> _Data to examine_
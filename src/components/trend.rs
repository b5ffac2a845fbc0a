//! Polynomial trend component.

use super::{assemble, Block, ComponentKind, StateComponent, DEFAULT_PRIOR_SCALE};
use crate::error::Result;
use nalgebra::{DMatrix, DVector};

/// Local polynomial trend of a given degree.
///
/// The latent block holds the level and its first `degree` increments. The
/// transition is the upper triangle of ones, so degree 0 is a local level
/// (random walk) and degree 1 is a local linear trend.
///
/// # Example
/// ```
/// use anofox_dlm::components::{StateComponent, Trend};
///
/// let trend = Trend::new(1, 0.98).unwrap().with_name("linear");
/// assert_eq!(trend.dimension(), 2);
/// assert_eq!(trend.transition()[(0, 1)], 1.0);
/// ```
#[derive(Debug, Clone, PartialEq)]
pub struct Trend {
    degree: usize,
    prior_scale: f64,
    block: Block,
}

impl Trend {
    /// Create a trend of polynomial `degree` with a shared `discount`.
    pub fn new(degree: usize, discount: f64) -> Result<Self> {
        let mut trend = Self {
            degree,
            prior_scale: DEFAULT_PRIOR_SCALE,
            block: Block::new("trend", degree + 1, discount)?,
        };
        assemble(&mut trend)?;
        Ok(trend)
    }

    /// Set the prior covariance scale `w` (prior covariance `w · I`).
    pub fn with_prior_scale(mut self, w: f64) -> Self {
        self.prior_scale = w;
        self.block.cov_prior = self.create_cov_prior();
        self
    }

    pub fn degree(&self) -> usize {
        self.degree
    }
}

impl StateComponent for Trend {
    fn block(&self) -> &Block {
        &self.block
    }

    fn block_mut(&mut self) -> &mut Block {
        &mut self.block
    }

    fn kind(&self) -> ComponentKind {
        ComponentKind::Static
    }

    fn create_evaluation(&self, _step: usize) -> Result<DVector<f64>> {
        let mut evaluation = DVector::zeros(self.degree + 1);
        evaluation[0] = 1.0;
        Ok(evaluation)
    }

    fn create_transition(&self) -> DMatrix<f64> {
        let d = self.degree + 1;
        DMatrix::from_fn(d, d, |i, j| if j >= i { 1.0 } else { 0.0 })
    }

    fn create_mean_prior(&self) -> DVector<f64> {
        DVector::zeros(self.degree + 1)
    }

    fn create_cov_prior(&self) -> DMatrix<f64> {
        let d = self.degree + 1;
        DMatrix::identity(d, d) * self.prior_scale
    }
}

#[cfg(test)]
mod tests {
    use super::*;
    use approx::assert_relative_eq;

    #[test]
    fn local_level_is_scalar() {
        let t = Trend::new(0, 1.0).unwrap().with_prior_scale(1.0);
        assert_eq!(t.dimension(), 1);
        assert_relative_eq!(t.evaluation()[0], 1.0);
        assert_relative_eq!(t.transition()[(0, 0)], 1.0);
        assert_relative_eq!(t.cov_prior()[(0, 0)], 1.0);
        assert_relative_eq!(t.mean_prior()[0], 0.0);
    }

    #[test]
    fn quadratic_transition_is_upper_triangular_ones() {
        let t = Trend::new(2, 0.9).unwrap();
        let expected = DMatrix::from_row_slice(3, 3, &[1.0, 1.0, 1.0, 0.0, 1.0, 1.0, 0.0, 0.0, 1.0]);
        assert_eq!(t.transition(), &expected);
        assert_eq!(t.evaluation().as_slice(), &[1.0, 0.0, 0.0]);
        assert_relative_eq!(t.cov_prior()[(2, 2)], DEFAULT_PRIOR_SCALE);
    }

    #[test]
    fn evaluation_is_constant_over_time() {
        let t = Trend::new(1, 0.9).unwrap();
        assert_eq!(t.create_evaluation(0).unwrap(), t.create_evaluation(500).unwrap());
    }

    #[test]
    fn invalid_discount_is_rejected() {
        assert!(Trend::new(0, 0.0).is_err());
        assert!(Trend::new(0, 2.0).is_err());
    }
}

> _What to produce_
Only the lines from the one containing "evaluation[0] = 1.0;" through the one containing "assert_relative_eq!(t.mean_prior()[0], 0.0);" are to be retyped, both boundary lines included, with no other material.

> _Exercise result_
        evaluation[0] = 1.0;
        Ok(evaluation)
    }

    fn create_transition(&self) -> DMatrix<f64> {
        let d = self.degree + 1;
        DMatrix::from_fn(d, d, |i, j| if j >= i { 1.0 } else { 0.0 })
    }

    fn create_mean_prior(&self) -> DVector<f64> {
        DVector::zeros(self.degree + 1)
    }

    fn create_cov_prior(&self) -> DMatrix<f64> {
        let d = self.degree + 1;
        DMatrix::identity(d, d) * self.prior_scale
    }
}

#[cfg(test)]
mod tests {
    use super::*;
    use approx::assert_relative_eq;

    #[test]
    fn local_level_is_scalar() {
        let t = Trend::new(0, 1.0).unwrap().with_prior_scale(1.0);
        assert_eq!(t.dimension(), 1);
        assert_relative_eq!(t.evaluation()[0], 1.0);
        assert_relative_eq!(t.transition()[(0, 0)], 1.0);
        assert_relative_eq!(t.cov_prior()[(0, 0)], 1.0);
        assert_relative_eq!(t.mean_prior()[0], 0.0);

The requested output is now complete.